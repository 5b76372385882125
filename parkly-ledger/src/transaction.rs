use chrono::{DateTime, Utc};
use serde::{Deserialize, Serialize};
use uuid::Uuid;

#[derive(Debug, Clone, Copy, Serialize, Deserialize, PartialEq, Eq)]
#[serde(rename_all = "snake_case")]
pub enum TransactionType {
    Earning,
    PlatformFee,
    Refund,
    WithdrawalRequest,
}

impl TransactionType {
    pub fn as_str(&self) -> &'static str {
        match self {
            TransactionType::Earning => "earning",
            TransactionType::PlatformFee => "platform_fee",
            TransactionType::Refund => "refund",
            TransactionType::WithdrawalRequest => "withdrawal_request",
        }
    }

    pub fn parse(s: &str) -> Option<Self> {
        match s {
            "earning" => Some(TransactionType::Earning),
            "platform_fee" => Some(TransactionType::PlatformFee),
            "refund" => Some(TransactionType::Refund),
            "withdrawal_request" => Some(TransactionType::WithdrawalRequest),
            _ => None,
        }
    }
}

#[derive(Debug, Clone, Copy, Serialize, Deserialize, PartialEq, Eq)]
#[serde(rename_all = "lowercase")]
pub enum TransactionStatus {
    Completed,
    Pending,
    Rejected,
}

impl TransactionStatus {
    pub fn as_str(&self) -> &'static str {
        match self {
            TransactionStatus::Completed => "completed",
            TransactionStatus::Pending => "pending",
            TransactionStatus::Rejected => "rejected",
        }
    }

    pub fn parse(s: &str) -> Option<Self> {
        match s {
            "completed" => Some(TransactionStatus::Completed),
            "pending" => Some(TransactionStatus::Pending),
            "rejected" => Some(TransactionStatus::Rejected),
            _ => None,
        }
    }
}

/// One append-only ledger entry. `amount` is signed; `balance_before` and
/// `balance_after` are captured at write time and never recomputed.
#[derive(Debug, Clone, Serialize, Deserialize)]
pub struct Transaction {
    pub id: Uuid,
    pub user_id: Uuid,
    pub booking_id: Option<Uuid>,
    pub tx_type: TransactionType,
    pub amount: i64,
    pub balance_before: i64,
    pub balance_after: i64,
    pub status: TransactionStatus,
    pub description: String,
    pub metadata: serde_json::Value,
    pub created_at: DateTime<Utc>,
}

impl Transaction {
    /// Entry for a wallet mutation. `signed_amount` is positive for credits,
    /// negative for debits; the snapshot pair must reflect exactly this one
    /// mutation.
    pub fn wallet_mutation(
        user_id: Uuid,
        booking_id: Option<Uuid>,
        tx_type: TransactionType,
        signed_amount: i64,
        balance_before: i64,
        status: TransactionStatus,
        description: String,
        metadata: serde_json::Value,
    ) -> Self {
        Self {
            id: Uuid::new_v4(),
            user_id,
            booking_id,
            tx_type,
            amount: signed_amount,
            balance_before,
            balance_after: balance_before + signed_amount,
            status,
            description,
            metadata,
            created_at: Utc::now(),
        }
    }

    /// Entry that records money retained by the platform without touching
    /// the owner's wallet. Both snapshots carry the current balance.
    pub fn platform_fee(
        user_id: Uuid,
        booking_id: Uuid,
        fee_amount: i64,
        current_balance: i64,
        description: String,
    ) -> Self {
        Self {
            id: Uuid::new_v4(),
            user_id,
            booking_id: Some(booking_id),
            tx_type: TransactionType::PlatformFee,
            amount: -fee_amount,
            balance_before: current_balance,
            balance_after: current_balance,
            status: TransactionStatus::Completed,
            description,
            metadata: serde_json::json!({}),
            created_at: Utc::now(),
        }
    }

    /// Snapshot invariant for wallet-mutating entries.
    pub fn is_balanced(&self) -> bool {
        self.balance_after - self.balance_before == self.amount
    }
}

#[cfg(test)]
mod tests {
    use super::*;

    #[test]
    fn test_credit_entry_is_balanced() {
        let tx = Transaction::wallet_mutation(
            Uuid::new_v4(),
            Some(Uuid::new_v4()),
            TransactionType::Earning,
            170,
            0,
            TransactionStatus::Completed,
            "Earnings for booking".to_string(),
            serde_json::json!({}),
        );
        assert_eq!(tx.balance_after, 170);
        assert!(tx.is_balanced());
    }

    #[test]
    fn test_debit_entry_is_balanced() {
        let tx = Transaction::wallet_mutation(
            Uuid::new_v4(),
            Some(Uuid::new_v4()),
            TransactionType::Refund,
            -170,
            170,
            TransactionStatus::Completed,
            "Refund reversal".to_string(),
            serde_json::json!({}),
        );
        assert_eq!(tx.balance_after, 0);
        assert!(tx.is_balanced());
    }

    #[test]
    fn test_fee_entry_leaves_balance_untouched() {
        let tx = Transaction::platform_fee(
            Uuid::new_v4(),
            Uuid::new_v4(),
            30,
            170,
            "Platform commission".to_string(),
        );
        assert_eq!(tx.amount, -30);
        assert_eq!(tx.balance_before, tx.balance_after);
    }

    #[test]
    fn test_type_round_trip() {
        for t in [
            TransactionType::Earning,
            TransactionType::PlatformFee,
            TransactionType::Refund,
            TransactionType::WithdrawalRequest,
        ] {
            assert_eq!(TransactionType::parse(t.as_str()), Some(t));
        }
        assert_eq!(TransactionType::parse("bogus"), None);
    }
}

▶ **TASK DIRECTIONS**
Return the listing in full, matching each word exactly.

▶ **RESULT OF THIS EXERCISE**
repository 5b76372385882125
filename parkly-ledger/src/transaction.rs
use chrono::{DateTime, Utc};
use serde::{Deserialize, Serialize};
use uuid::Uuid;

#[derive(Debug, Clone, Copy, Serialize, Deserialize, PartialEq, Eq)]
#[serde(rename_all = "snake_case")]
pub enum TransactionType {
    Earning,
    PlatformFee,
    Refund,
    WithdrawalRequest,
}

impl TransactionType {
    pub fn as_str(&self) -> &'static str {
        match self {
            TransactionType::Earning => "earning",
            TransactionType::PlatformFee => "platform_fee",
            TransactionType::Refund => "refund",
            TransactionType::WithdrawalRequest => "withdrawal_request",
        }
    }

    pub fn parse(s: &str) -> Option<Self> {
        match s {
            "earning" => Some(TransactionType::Earning),
            "platform_fee" => Some(TransactionType::PlatformFee),
            "refund" => Some(TransactionType::Refund),
            "withdrawal_request" => Some(TransactionType::WithdrawalRequest),
            _ => None,
        }
    }
}

#[derive(Debug, Clone, Copy, Serialize, Deserialize, PartialEq, Eq)]
#[serde(rename_all = "lowercase")]
pub enum TransactionStatus {
    Completed,
    Pending,
    Rejected,
}

impl TransactionStatus {
    pub fn as_str(&self) -> &'static str {
        match self {
            TransactionStatus::Completed => "completed",
            TransactionStatus::Pending => "pending",
            TransactionStatus::Rejected => "rejected",
        }
    }

    pub fn parse(s: &str) -> Option<Self> {
        match s {
            "completed" => Some(TransactionStatus::Completed),
            "pending" => Some(TransactionStatus::Pending),
            "rejected" => Some(TransactionStatus::Rejected),
            _ => None,
        }
    }
}

/// One append-only ledger entry. `amount` is signed; `balance_before` and
/// `balance_after` are captured at write time and never recomputed.
#[derive(Debug, Clone, Serialize, Deserialize)]
pub struct Transaction {
    pub id: Uuid,
    pub user_id: Uuid,
    pub booking_id: Option<Uuid>,
    pub tx_type: TransactionType,
    pub amount: i64,
    pub balance_before: i64,
    pub balance_after: i64,
    pub status: TransactionStatus,
    pub description: String,
    pub metadata: serde_json::Value,
    pub created_at: DateTime<Utc>,
}

impl Transaction {
    /// Entry for a wallet mutation. `signed_amount` is positive for credits,
    /// negative for debits; the snapshot pair must reflect exactly this one
    /// mutation.
    pub fn wallet_mutation(
        user_id: Uuid,
        booking_id: Option<Uuid>,
        tx_type: TransactionType,
        signed_amount: i64,
        balance_before: i64,
        status: TransactionStatus,
        description: String,
        metadata: serde_json::Value,
    ) -> Self {
        Self {
            id: Uuid::new_v4(),
            user_id,
            booking_id,
            tx_type,
            amount: signed_amount,
            balance_before,
            balance_after: balance_before + signed_amount,
            status,
            description,
            metadata,
            created_at: Utc::now(),
        }
    }

    /// Entry that records money retained by the platform without touching
    /// the owner's wallet. Both snapshots carry the current balance.
    pub fn platform_fee(
        user_id: Uuid,
        booking_id: Uuid,
        fee_amount: i64,
        current_balance: i64,
        description: String,
    ) -> Self {
        Self {
            id: Uuid::new_v4(),
            user_id,
            booking_id: Some(booking_id),
            tx_type: TransactionType::PlatformFee,
            amount: -fee_amount,
            balance_before: current_balance,
            balance_after: current_balance,
            status: TransactionStatus::Completed,
            description,
            metadata: serde_json::json!({}),
            created_at: Utc::now(),
        }
    }

    /// Snapshot invariant for wallet-mutating entries.
    pub fn is_balanced(&self) -> bool {
        self.balance_after - self.balance_before == self.amount
    }
}

#[cfg(test)]
mod tests {
    use super::*;

    #[test]
    fn test_credit_entry_is_balanced() {
        let tx = Transaction::wallet_mutation(
            Uuid::new_v4(),
            Some(Uuid::new_v4()),
            TransactionType::Earning,
            170,
            0,
            TransactionStatus::Completed,
            "Earnings for booking".to_string(),
            serde_json::json!({}),
        );
        assert_eq!(tx.balance_after, 170);
        assert!(tx.is_balanced());
    }

    #[test]
    fn test_debit_entry_is_balanced() {
        let tx = Transaction::wallet_mutation(
            Uuid::new_v4(),
            Some(Uuid::new_v4()),
            TransactionType::Refund,
            -170,
            170,
            TransactionStatus::Completed,
            "Refund reversal".to_string(),
            serde_json::json!({}),
        );
        assert_eq!(tx.balance_after, 0);
        assert!(tx.is_balanced());
    }

    #[test]
    fn test_fee_entry_leaves_balance_untouched() {
        let tx = Transaction::platform_fee(
            Uuid::new_v4(),
            Uuid::new_v4(),
            30,
            170,
            "Platform commission".to_string(),
        );
        assert_eq!(tx.amount, -30);
        assert_eq!(tx.balance_before, tx.balance_after);
    }

    #[test]
    fn test_type_round_trip() {
        for t in [
            TransactionType::Earning,
            TransactionType::PlatformFee,
            TransactionType::Refund,
            TransactionType::WithdrawalRequest,
        ] {
            assert_eq!(TransactionType::parse(t.as_str()), Some(t));
        }
        assert_eq!(TransactionType::parse("bogus"), None);
    }
}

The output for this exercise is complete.